Candace: Found another LU article & McGinn mentions 3COM consolidation. - I'll find it. Sorry.. al Silicon Valley Jun 29, 1999 Meet Rich, Lucent Chief By Adam Lashinsky Silicon Valley Columnist
Many people get their 15 minutes of fame; on Monday, I got my 15 minutes with Rich.
That's Richard A. McGinn, CEO of Lucent Technologies, (NYSE:LU - news) in old-world off-line lingo. But he's just plain Rich in new-world online speak. And McGinn is merely another Rich to the 150,000-plus employees of Lucent, including the newly assimilated troops at Ascend Communications, which Lucent gobbled up last week for about $24 billion in stock.
See, in case you haven't figured it out by now, McGinn wants the world to think of Lucent as a Silicon Valley startup that just happens to be based in Murray Hill, N.J., and has a little R&D function called Bell Laboratories behind it. Lucent itself is the former equipment arm of AT&T (NYSE:T - news) , which Ma Bell spun off a couple years back.
McGinn breezed through San Francisco Monday, at least partly to schmooze Lucent's employees, about 3% of whom can phone Silicon Valley without making a long-distance call. With the acquisition of Ascend, Lucent now claims to be No. 1 in all sorts of data networking categories: packet-switching equipment (the key to carrying data calls), remote-access gear (modems for phone carriers), voice-over-IP equipment (shorthand for zapping spoken words over data networks using Internet Protocol technology) and billing software, to name a few.
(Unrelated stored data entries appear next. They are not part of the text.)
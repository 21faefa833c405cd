//! Console-side context and system parameter.
//!
//! Commands registered through [`CommandConsole`] run with a [`ConsoleContext`].
//! Handlers cannot borrow the [`World`] while the dispatcher is borrowed, so
//! world access is deferred with [`ConsoleContext::defer`] and applied right
//! after dispatch, within the same frame.

use bevy::ecs::system::SystemParam;
use bevy::prelude::*;

use super::{
    Command, CommandBuilder, CommandContext, CommandError, CommandOutputEvent, ConsolePermissions,
    Dispatcher, Identifier,
};

/// Work run with exclusive world access after dispatch.
pub type WorldAction = Box<dyn FnOnce(&mut World, &mut ConsoleContext) + Send + Sync>;

/// Context for commands dispatched from [`CommandInputEvent`](super::CommandInputEvent)s.
pub struct ConsoleContext {
    sender: Option<String>,
    permissions: ConsolePermissions,
    outputs: Vec<CommandOutputEvent>,
    deferred: Vec<WorldAction>,
}

impl ConsoleContext {
    pub fn new(sender: Option<String>, permissions: ConsolePermissions) -> Self {
        Self {
            sender,
            permissions,
            outputs: Vec::new(),
            deferred: Vec::new(),
        }
    }

    /// Who sent the input. `None` for the local console.
    #[inline]
    pub fn sender(&self) -> Option<&str> {
        self.sender.as_deref()
    }

    #[inline]
    pub fn permissions(&self) -> &ConsolePermissions {
        &self.permissions
    }

    /// Queue output addressed to the sender.
    pub fn push(&mut self, output: CommandOutputEvent) {
        self.outputs.push(output.to_sender(self.sender.clone()));
    }

    pub fn reply(&mut self, message: impl Into<String>) {
        self.push(CommandOutputEvent::result(message));
    }

    pub fn info(&mut self, message: impl Into<String>) {
        self.push(CommandOutputEvent::info(message));
    }

    pub fn warn(&mut self, message: impl Into<String>) {
        self.push(CommandOutputEvent::warn(message));
    }

    pub fn error(&mut self, message: impl Into<String>) {
        self.push(CommandOutputEvent::error(message));
    }

    /// Output queued so far.
    #[inline]
    pub fn outputs(&self) -> &[CommandOutputEvent] {
        &self.outputs
    }

    /// Run `action` with exclusive world access once dispatch is over.
    ///
    /// # Examples
    ///
    /// ```ignore
    /// console
    ///     .command("game:spawn <count:int>")
    ///     .handler(|ctx, _, args| {
    ///         let count = args.get_int("count").unwrap_or(1);
    ///         ctx.defer(move |world, ctx| {
    ///             for _ in 0..count {
    ///                 world.spawn(Enemy);
    ///             }
    ///             ctx.reply(format!("Spawned {count} enemies"));
    ///         });
    ///         Ok(CommandResult::SUCCESS)
    ///     })
    ///     .register()?;
    /// ```
    pub fn defer<F>(&mut self, action: F)
    where
        F: FnOnce(&mut World, &mut ConsoleContext) + Send + Sync + 'static,
    {
        self.deferred.push(Box::new(action));
    }

    #[inline]
    pub fn has_deferred(&self) -> bool {
        !self.deferred.is_empty()
    }

    /// Split into queued output and deferred actions.
    pub fn into_parts(self) -> (Vec<CommandOutputEvent>, Vec<WorldAction>) {
        (self.outputs, self.deferred)
    }
}

impl CommandContext for ConsoleContext {
    fn has_permission(&self, permission: &str) -> bool {
        self.permissions.has_permission(permission)
    }
}

impl std::fmt::Debug for ConsoleContext {
    fn fmt(&self, f: &mut std::fmt::Formatter<'_>) -> std::fmt::Result {
        f.debug_struct("ConsoleContext")
            .field("sender", &self.sender)
            .field("permissions", &self.permissions)
            .field("outputs", &self.outputs)
            .field("deferred", &self.deferred.len())
            .finish()
    }
}

/// The app-wide dispatcher.
#[derive(Resource, Deref, DerefMut, Debug, Default)]
pub struct ConsoleDispatcher(pub Dispatcher<ConsoleContext>);

/// System parameter for registering and inspecting console commands.
///
/// # Examples
///
/// ```ignore
/// fn setup(mut console: CommandConsole) {
///     console
///         .command("chloe:remindme <event> <date> [repeat:boolean]")
///         .description("Schedule a reminder")
///         .handler(|ctx, _, args| {
///             ctx.reply(format!("Reminder set: {}", args.get_str_or("event", "")));
///             Ok(CommandResult::SUCCESS)
///         })
///         .register()
///         .expect("valid command");
/// }
/// ```
#[derive(SystemParam)]
pub struct CommandConsole<'w> {
    dispatcher: ResMut<'w, ConsoleDispatcher>,
    permissions: ResMut<'w, ConsolePermissions>,
}

impl CommandConsole<'_> {
    /// Start building a command that registers into the console.
    pub fn command(&mut self, declaration: &str) -> CommandBuilder<'_, ConsoleContext> {
        self.dispatcher.0.command(declaration)
    }

    pub fn register(&mut self, command: Command<ConsoleContext>) -> Result<(), CommandError> {
        self.dispatcher.0.register(command).map(|_| ())
    }

    pub fn get_command(&self, name: &str) -> Option<&Command<ConsoleContext>> {
        self.dispatcher.0.get_command(name)
    }

    pub fn has_command(&self, name: &str) -> bool {
        self.dispatcher.0.has_command(name)
    }

    pub fn remove_command(&mut self, id: &Identifier) -> Option<Command<ConsoleContext>> {
        self.dispatcher.0.remove_command(id)
    }

    pub fn commands(&self) -> &[Command<ConsoleContext>] {
        self.dispatcher.0.commands()
    }

    /// Completion candidates for the local console.
    pub fn complete(&self, input: &str) -> Vec<String> {
        let context = ConsoleContext::new(None, self.permissions.clone());
        self.dispatcher.0.complete(&context, input)
    }

    #[inline]
    pub fn dispatcher(&self) -> &Dispatcher<ConsoleContext> {
        &self.dispatcher.0
    }

    #[inline]
    pub fn dispatcher_mut(&mut self) -> &mut Dispatcher<ConsoleContext> {
        &mut self.dispatcher.0
    }

    #[inline]
    pub fn permissions(&self) -> &ConsolePermissions {
        &self.permissions
    }

    #[inline]
    pub fn permissions_mut(&mut self) -> &mut ConsolePermissions {
        &mut self.permissions
    }
}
Rich isn't done, though. Last week Lucent agreed to exchange $900 million worth of stock for Nexabit Networks, a "pre-revenue," next-generation router company with about 120 employees. And he intimates Lucent will keep its wallet open until it is No. 1 in data networking, a spot Cisco Systems (Nasdaq:CSCO - news) continues to occupy.
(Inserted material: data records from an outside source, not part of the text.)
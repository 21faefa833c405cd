//! Command syntax declarations.
//!
//! A declaration is a single line: the command identifier followed by its
//! arguments, separated by whitespace.
//!
//! ```text
//! chloe:remindme <event> <date> [repeat:boolean] [users:int...]
//! ```
//!
//! - `<name>` is required, `[name]` is optional
//! - `:type` names a registered [`ArgumentType`], `string` when omitted
//! - `...` marks a list, which must be the last argument
//! - no required argument may follow an optional one

use std::fmt;
use std::str::FromStr;
use std::sync::LazyLock;

use regex::Regex;

use super::{ArgumentType, CommandArgument, Identifier, SyntaxError};

static ARGUMENT_PATTERN: LazyLock<Regex> = LazyLock::new(|| {
    Regex::new(
        r"^(?P<open>[<\[])(?P<name>[A-Za-z][A-Za-z0-9_]*)(?::(?P<type>[A-Za-z_][A-Za-z0-9_]*))?(?P<list>\.\.\.)?(?P<close>[>\]])$",
    )
    .expect("argument pattern is a valid regex")
});

/// A parsed command declaration.
#[derive(Debug, Clone, PartialEq, Eq)]
#[cfg_attr(feature = "serde", derive(serde::Serialize))]
pub struct CommandSyntax {
    /// The command identifier.
    pub id: Identifier,
    /// Arguments in declaration order.
    pub arguments: Vec<CommandArgument>,
}

impl CommandSyntax {
    /// Number of arguments that must be supplied.
    pub fn required_count(&self) -> usize {
        self.arguments.iter().filter(|arg| arg.is_required()).count()
    }
}

impl fmt::Display for CommandSyntax {
    fn fmt(&self, f: &mut fmt::Formatter<'_>) -> fmt::Result {
        write!(f, "{}", self.id)?;
        for argument in &self.arguments {
            write!(f, " {argument}")?;
        }
        Ok(())
    }
}

impl FromStr for CommandSyntax {
    type Err = SyntaxError;

    fn from_str(s: &str) -> Result<Self, Self::Err> {
        parse_syntax(s)
    }
}

/// Parse a command syntax declaration.
///
/// # Examples
///
/// ```
/// use kimiko::core::parse_syntax;
///
/// let syntax = parse_syntax("chloe:remindme <event> <date> [repeat:boolean] [users:int...]").unwrap();
/// assert_eq!(syntax.id, "chloe:remindme");
/// assert_eq!(syntax.arguments.len(), 4);
/// assert!(syntax.arguments[3].is_list());
///
/// assert!(parse_syntax("chloe:remindme [repeat:boolean] <event>").is_err());
/// ```
pub fn parse_syntax(declaration: &str) -> Result<CommandSyntax, SyntaxError> {
    let mut parts = declaration.split_whitespace();
    let id = parts.next().ok_or(SyntaxError::Empty)?.parse::<Identifier>()?;

    let mut arguments: Vec<CommandArgument> = Vec::new();
    let mut seen_optional = false;
    let mut seen_list = false;

    for token in parts {
        if seen_list {
            return Err(SyntaxError::ArgumentAfterList { token: token.into() });
        }

        let argument = parse_argument(token)?;

        if argument.is_required() && seen_optional {
            return Err(SyntaxError::RequiredAfterOptional { token: token.into() });
        }
        if arguments.iter().any(|existing| existing.name() == argument.name()) {
            return Err(SyntaxError::DuplicateArgument {
                name: argument.name().into(),
            });
        }

        seen_optional |= !argument.is_required();
        seen_list |= argument.is_list();
        arguments.push(argument);
    }

    Ok(CommandSyntax { id, arguments })
}

/// Parse a single `<name:type...>` / `[name:type...]` token.
pub fn parse_argument(token: &str) -> Result<CommandArgument, SyntaxError> {
    let captures = ARGUMENT_PATTERN
        .captures(token)
        .ok_or_else(|| SyntaxError::InvalidArgument { token: token.into() })?;

    let required = &captures["open"] == "<";
    let closes_required = &captures["close"] == ">";
    if required != closes_required {
        return Err(SyntaxError::MismatchedBrackets { token: token.into() });
    }

    let type_name = captures.name("type").map(|m| m.as_str());
    let argument_type = ArgumentType::from_name(type_name).ok_or_else(|| SyntaxError::UnknownType {
        token: token.into(),
        type_name: type_name.unwrap_or(ArgumentType::STRING).into(),
    })?;

    Ok(CommandArgument::new(
        &captures["name"],
        argument_type,
        required,
        captures.name("list").is_some(),
    ))
}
"I expect to see the same pace of acquisitions continue," says the casually dressed McGinn (remember: Silicon Valley CEOs don't wear ties), who adds that Lucent invests in its own technology simultaneously while hunting for companies to buy. The shopping list, says McGinn, includes companies providing technology for wireless communications, optical networking, software, professional services, broadband communications and communications-oriented semiconductors.
In fact, there's only one company McGinn doesn't seem to want to buy, and that's Cisco. "It hadn't been on my mind," he says. McGinn acknowledges that despite the media's Lucent vs. Cisco preoccupation, the two companies don't actually compete directly on each others' strongest products (a point elucidated here by TSC's Kevin Petrie four weeks ago). Given the might of Lucent's European and Asian competitors, however, a merger with Cisco isn't nearly as nutty as it sounds.
Says McGinn: "It would be a very aggressive combined competitor in addressing broadband communications."
Such a combination nearly would be a merger of equals: Cisco is worth $200 billion to Lucent's $175 billion, although the older company's annual sales, at about $33 billion, are three times Cisco's.
Speaking of broadband, though, one wonders why competitors like Juniper Networks (Nasdaq:JNPR - news) , Broadcom (Nasdaq:BRCM - news) , Nexabit and others even exist, considering the power of Lucent's vaunted R&D efforts.
"There are always going to be some guys who decide they want to go out and roll their own," says McGinn, referring to the startups that exploit their passion and easy access to venture capital to attack a corner of Lucent's business. He describes this as "barbell innovation," with startups like Juniper, Broadcom and Nexabit occupying one end of the barbell and giants like Lucent and Cisco the other.
What about the middle of the barbell, the mid-tier companies with less buzz, like 3Com (Nasdaq:COMS - news) , for example? "They get consolidated," says McGinn.
Lucent's biggest recent triumph isn't spending a billion dollars for a startup or convincing former Ascend CEO Mory Ejabat to attend Monday's briefing when he surely must have had other things he'd like to be doing (Ejabat isn't expected to stick around Lucent for an overly long time). Lucent's big score is the up to $1 billion contract over five years it inked last week with Level 3 Communications (Nasdaq:LVLT - news) , the phone carrier that's building a "greenfields" network. Level 3 already is a major Ascend customer. Now it will buy so-called software switches from Lucent that will give Level 3's customers the services typically associated with trusted public phone networks.
According to McGinn, seven other carriers, some building from scratch and others building on top of existing systems, are negotiating similar contracts with Lucent.
Customers willing to sign billion-dollar contracts with Lucent presumably can call Rich McGinn anything they damn well please. And they probably get more than 15 minutes to chat with him too.